Top of Provided information
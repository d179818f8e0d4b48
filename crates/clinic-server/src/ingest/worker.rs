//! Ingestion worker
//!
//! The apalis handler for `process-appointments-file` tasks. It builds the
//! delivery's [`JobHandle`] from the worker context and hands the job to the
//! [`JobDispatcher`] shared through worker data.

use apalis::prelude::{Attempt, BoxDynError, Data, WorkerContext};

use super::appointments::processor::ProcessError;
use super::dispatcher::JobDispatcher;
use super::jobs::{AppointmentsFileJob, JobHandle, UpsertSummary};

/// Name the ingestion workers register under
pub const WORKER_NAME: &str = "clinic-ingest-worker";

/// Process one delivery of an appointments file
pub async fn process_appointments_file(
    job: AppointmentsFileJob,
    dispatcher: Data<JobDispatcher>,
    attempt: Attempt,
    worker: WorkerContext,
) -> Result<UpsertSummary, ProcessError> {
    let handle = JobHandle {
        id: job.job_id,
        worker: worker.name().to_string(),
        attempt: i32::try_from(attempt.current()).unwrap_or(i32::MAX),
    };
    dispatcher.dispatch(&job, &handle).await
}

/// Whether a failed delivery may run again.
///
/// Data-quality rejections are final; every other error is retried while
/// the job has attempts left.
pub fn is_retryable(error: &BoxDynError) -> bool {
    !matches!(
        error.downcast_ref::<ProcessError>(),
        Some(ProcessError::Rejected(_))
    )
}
Bottom of Provided information
Top of Provided information
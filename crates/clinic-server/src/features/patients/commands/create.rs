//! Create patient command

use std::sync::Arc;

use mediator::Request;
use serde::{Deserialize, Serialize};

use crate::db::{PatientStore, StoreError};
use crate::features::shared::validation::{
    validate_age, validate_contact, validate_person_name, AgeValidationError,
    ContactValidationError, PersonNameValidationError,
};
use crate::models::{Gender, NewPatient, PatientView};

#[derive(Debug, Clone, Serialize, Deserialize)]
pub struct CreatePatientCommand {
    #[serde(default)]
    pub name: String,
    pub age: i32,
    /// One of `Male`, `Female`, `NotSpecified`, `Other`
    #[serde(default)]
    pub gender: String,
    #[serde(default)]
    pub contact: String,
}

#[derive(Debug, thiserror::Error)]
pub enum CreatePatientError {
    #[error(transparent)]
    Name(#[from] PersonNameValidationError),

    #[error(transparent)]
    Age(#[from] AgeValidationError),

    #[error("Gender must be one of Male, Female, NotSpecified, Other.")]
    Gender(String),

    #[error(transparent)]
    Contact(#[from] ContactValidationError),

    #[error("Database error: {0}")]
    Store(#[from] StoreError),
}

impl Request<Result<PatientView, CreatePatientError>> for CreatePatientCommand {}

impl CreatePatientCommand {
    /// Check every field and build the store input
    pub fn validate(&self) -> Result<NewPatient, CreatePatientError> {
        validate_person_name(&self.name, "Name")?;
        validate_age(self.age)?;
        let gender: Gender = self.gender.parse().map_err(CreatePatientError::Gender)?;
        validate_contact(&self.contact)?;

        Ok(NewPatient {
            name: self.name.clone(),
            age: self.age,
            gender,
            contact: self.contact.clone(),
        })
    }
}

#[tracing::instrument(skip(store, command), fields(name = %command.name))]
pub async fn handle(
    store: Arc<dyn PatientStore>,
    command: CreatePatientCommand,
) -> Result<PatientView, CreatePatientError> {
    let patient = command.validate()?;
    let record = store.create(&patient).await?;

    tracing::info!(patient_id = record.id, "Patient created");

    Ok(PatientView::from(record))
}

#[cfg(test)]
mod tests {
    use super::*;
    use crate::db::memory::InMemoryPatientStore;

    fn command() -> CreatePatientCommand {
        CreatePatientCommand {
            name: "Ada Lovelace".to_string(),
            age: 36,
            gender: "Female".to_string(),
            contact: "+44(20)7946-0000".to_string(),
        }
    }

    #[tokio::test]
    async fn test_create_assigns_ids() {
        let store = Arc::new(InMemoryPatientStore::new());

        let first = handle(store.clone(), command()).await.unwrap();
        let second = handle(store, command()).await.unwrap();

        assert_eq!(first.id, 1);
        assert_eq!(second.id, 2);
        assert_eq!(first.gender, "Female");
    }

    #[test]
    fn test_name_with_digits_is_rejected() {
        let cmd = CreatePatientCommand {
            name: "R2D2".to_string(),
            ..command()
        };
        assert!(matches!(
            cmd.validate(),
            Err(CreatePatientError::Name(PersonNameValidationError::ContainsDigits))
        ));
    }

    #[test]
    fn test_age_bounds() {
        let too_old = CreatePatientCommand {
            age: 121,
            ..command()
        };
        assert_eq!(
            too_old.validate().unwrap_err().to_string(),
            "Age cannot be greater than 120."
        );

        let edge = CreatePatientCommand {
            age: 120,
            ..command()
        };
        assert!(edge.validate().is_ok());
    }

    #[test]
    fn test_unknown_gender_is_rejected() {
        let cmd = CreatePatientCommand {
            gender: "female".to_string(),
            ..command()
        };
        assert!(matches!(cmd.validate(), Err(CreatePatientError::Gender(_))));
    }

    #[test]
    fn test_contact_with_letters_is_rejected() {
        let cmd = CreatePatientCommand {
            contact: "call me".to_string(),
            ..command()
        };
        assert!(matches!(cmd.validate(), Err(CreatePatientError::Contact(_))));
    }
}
Bottom of Provided information
Top of Provided information
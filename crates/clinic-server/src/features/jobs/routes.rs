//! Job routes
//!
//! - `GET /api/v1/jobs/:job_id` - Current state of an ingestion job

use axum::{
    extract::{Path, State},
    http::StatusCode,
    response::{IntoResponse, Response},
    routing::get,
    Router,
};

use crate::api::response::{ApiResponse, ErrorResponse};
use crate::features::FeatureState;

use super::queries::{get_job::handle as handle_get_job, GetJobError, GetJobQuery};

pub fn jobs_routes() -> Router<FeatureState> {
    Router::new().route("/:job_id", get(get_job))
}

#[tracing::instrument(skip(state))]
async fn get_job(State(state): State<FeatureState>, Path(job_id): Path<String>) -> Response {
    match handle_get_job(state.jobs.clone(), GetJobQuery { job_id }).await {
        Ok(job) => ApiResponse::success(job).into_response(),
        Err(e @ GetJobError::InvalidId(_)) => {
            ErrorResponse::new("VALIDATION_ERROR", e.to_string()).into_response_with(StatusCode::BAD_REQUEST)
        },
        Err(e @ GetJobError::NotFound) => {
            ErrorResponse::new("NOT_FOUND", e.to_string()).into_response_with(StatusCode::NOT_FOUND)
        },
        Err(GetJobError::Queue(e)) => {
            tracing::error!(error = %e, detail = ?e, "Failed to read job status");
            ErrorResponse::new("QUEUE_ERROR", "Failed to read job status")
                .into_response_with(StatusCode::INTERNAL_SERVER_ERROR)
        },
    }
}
Bottom of Provided information
• [Exercise objective]: Working through the records, find each line containing the word "WorkerContext" and copy it.

• [The answer]:
use apalis::prelude::{Attempt, BoxDynError, Data, WorkerContext};
    worker: WorkerContext,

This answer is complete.